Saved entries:
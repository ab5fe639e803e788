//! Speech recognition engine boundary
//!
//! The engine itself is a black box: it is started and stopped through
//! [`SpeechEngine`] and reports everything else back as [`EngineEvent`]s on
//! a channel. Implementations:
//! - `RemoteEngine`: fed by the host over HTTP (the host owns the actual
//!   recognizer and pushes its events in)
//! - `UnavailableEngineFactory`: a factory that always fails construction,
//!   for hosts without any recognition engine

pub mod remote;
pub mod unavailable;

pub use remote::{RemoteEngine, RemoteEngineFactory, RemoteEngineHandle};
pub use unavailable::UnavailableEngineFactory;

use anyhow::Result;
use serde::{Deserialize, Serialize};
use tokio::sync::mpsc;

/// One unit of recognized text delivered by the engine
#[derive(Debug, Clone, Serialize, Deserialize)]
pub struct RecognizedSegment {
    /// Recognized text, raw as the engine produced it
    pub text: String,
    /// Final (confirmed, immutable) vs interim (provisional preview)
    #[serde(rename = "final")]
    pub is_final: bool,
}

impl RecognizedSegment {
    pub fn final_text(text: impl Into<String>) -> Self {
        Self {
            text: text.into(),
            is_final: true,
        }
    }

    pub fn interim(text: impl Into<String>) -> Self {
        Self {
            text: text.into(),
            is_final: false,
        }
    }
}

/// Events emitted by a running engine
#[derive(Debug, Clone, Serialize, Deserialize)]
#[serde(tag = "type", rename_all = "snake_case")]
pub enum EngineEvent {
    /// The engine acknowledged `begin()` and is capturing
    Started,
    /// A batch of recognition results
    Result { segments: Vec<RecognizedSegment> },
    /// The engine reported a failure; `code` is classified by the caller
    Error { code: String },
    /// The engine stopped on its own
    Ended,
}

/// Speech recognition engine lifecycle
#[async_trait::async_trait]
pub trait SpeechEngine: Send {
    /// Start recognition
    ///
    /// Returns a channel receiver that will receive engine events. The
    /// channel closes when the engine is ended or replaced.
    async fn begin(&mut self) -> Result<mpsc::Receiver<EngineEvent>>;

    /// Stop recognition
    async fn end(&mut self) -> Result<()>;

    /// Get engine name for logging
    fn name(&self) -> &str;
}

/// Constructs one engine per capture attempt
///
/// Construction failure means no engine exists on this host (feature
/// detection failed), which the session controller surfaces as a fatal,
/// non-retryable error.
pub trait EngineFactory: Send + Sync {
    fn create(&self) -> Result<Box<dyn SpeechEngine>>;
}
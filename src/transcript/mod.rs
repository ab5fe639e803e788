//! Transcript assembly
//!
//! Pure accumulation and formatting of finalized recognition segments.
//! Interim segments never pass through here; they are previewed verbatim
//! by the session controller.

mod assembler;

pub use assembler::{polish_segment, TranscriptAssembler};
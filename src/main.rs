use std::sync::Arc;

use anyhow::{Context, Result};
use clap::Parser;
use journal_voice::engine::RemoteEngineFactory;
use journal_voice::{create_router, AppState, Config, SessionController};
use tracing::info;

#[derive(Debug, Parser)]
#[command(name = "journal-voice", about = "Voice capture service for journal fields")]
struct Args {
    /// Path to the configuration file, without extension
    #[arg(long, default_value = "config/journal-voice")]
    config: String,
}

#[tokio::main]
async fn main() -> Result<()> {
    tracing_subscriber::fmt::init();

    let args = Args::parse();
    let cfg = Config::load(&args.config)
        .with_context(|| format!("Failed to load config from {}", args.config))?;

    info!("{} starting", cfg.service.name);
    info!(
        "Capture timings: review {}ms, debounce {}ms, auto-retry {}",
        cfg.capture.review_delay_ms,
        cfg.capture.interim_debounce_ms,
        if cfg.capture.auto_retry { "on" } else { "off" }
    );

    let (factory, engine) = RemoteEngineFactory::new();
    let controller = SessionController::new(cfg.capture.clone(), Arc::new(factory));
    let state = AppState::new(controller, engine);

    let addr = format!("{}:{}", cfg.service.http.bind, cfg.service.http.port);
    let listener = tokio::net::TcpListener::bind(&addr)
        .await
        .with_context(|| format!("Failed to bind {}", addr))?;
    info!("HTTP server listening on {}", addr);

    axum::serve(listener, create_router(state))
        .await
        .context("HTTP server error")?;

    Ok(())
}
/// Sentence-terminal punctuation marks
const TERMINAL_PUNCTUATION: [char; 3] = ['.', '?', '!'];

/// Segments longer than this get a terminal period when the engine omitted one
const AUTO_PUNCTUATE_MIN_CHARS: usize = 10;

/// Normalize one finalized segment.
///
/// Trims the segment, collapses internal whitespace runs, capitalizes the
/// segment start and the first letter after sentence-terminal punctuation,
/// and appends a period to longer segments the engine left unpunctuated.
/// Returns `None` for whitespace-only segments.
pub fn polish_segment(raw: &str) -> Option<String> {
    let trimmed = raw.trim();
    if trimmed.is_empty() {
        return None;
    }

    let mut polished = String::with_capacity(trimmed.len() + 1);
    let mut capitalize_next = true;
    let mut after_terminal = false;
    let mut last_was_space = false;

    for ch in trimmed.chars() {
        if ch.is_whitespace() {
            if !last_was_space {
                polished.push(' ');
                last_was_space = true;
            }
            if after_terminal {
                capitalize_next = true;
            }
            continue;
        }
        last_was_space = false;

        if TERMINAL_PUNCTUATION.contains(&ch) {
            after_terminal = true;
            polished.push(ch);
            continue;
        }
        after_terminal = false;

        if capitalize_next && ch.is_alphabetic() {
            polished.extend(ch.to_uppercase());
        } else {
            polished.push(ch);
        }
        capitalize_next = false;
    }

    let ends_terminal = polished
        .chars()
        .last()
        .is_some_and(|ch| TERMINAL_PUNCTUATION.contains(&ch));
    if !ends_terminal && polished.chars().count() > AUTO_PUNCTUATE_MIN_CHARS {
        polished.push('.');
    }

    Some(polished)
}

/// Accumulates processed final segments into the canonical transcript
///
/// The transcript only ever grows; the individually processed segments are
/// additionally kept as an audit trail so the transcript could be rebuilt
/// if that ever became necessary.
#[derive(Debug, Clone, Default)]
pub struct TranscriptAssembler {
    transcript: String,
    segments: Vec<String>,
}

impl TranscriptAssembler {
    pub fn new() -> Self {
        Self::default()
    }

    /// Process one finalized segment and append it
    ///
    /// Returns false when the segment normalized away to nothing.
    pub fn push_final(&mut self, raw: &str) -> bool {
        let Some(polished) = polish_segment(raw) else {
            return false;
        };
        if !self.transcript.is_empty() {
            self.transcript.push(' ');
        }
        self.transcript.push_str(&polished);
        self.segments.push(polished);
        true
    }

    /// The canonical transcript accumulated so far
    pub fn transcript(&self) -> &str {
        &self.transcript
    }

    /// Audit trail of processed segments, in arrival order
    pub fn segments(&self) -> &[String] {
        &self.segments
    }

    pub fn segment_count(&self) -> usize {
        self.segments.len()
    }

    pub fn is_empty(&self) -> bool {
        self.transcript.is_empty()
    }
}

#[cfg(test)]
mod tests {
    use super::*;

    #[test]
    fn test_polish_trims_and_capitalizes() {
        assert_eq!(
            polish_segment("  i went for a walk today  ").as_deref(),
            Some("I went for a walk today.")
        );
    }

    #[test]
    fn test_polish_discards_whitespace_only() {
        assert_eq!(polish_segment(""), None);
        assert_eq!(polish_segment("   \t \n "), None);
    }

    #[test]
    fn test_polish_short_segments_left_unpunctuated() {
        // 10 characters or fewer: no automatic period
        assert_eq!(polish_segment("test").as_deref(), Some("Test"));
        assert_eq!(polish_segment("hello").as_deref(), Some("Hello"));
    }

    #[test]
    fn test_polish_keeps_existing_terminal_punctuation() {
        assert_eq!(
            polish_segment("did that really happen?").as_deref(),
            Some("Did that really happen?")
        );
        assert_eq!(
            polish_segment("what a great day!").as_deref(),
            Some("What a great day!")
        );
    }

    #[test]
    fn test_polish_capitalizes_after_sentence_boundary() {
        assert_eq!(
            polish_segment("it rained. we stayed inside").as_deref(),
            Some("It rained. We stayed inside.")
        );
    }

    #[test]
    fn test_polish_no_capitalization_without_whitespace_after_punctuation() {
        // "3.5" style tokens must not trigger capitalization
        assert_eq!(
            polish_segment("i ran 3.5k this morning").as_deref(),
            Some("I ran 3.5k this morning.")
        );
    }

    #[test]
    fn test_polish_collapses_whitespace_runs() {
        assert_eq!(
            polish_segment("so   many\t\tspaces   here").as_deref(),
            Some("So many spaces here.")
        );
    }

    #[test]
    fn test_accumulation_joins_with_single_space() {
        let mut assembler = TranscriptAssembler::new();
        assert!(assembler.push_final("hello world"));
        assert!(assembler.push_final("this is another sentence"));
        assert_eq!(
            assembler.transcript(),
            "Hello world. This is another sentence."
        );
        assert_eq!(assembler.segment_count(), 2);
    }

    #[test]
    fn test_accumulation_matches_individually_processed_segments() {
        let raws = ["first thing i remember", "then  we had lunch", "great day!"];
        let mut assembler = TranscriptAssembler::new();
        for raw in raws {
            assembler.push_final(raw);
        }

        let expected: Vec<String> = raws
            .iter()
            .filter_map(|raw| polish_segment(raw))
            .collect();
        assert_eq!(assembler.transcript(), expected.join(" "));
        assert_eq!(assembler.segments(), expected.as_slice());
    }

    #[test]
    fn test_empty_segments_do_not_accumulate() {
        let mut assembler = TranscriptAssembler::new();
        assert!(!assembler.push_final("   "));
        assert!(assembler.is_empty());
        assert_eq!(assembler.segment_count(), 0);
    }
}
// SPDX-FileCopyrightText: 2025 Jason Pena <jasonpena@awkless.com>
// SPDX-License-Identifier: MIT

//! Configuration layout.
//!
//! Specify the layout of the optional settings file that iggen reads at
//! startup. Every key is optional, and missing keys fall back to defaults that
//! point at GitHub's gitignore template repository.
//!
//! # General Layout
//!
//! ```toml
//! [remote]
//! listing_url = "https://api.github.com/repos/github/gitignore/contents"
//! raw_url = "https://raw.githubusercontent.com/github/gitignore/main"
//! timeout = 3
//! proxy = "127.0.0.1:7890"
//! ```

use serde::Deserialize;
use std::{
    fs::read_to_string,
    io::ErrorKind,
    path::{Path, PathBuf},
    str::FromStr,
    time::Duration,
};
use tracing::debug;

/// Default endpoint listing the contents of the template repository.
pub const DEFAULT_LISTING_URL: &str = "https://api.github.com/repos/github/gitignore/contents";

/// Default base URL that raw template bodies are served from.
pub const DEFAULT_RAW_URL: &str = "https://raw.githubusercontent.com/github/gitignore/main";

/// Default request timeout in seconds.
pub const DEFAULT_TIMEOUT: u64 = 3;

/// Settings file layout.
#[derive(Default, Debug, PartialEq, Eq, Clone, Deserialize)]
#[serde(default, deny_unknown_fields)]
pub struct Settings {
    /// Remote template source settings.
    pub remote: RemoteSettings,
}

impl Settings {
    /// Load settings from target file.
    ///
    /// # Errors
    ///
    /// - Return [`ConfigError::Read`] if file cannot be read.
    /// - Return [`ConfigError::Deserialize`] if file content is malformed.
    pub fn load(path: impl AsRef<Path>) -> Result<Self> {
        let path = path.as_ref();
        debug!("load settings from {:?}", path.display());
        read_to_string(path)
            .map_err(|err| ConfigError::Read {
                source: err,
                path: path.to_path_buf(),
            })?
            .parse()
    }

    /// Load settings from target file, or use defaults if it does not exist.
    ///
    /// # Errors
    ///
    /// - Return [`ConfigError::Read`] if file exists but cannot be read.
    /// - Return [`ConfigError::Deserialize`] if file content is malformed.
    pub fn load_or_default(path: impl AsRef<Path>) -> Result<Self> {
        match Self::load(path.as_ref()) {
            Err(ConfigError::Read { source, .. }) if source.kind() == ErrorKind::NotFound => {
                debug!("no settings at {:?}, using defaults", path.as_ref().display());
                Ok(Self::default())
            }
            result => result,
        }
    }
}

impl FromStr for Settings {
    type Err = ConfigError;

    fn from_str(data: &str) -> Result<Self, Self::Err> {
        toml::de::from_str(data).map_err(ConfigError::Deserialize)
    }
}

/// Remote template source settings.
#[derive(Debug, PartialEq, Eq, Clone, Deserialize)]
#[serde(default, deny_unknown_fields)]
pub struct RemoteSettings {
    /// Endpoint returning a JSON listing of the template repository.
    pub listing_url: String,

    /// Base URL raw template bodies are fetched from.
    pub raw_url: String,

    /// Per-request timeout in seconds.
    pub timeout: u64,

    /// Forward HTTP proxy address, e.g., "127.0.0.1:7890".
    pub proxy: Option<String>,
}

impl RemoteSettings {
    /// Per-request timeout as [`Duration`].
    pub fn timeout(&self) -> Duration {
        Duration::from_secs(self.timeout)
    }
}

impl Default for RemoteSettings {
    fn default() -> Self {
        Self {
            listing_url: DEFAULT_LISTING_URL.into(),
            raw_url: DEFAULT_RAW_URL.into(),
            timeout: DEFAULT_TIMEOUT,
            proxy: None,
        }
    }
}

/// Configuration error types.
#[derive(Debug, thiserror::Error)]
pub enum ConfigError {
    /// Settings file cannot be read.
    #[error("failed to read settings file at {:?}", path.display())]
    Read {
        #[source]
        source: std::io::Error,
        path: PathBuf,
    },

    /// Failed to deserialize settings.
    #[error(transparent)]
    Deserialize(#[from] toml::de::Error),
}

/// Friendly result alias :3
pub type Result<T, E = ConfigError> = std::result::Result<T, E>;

YOUR OBJECTIVE: Search the entries for the string "went" and return each line where it turns up.

RESPONSE FOR THIS EXERCISE:
            polish_segment("  i went for a walk today  ").as_deref(),
            Some("I went for a walk today.")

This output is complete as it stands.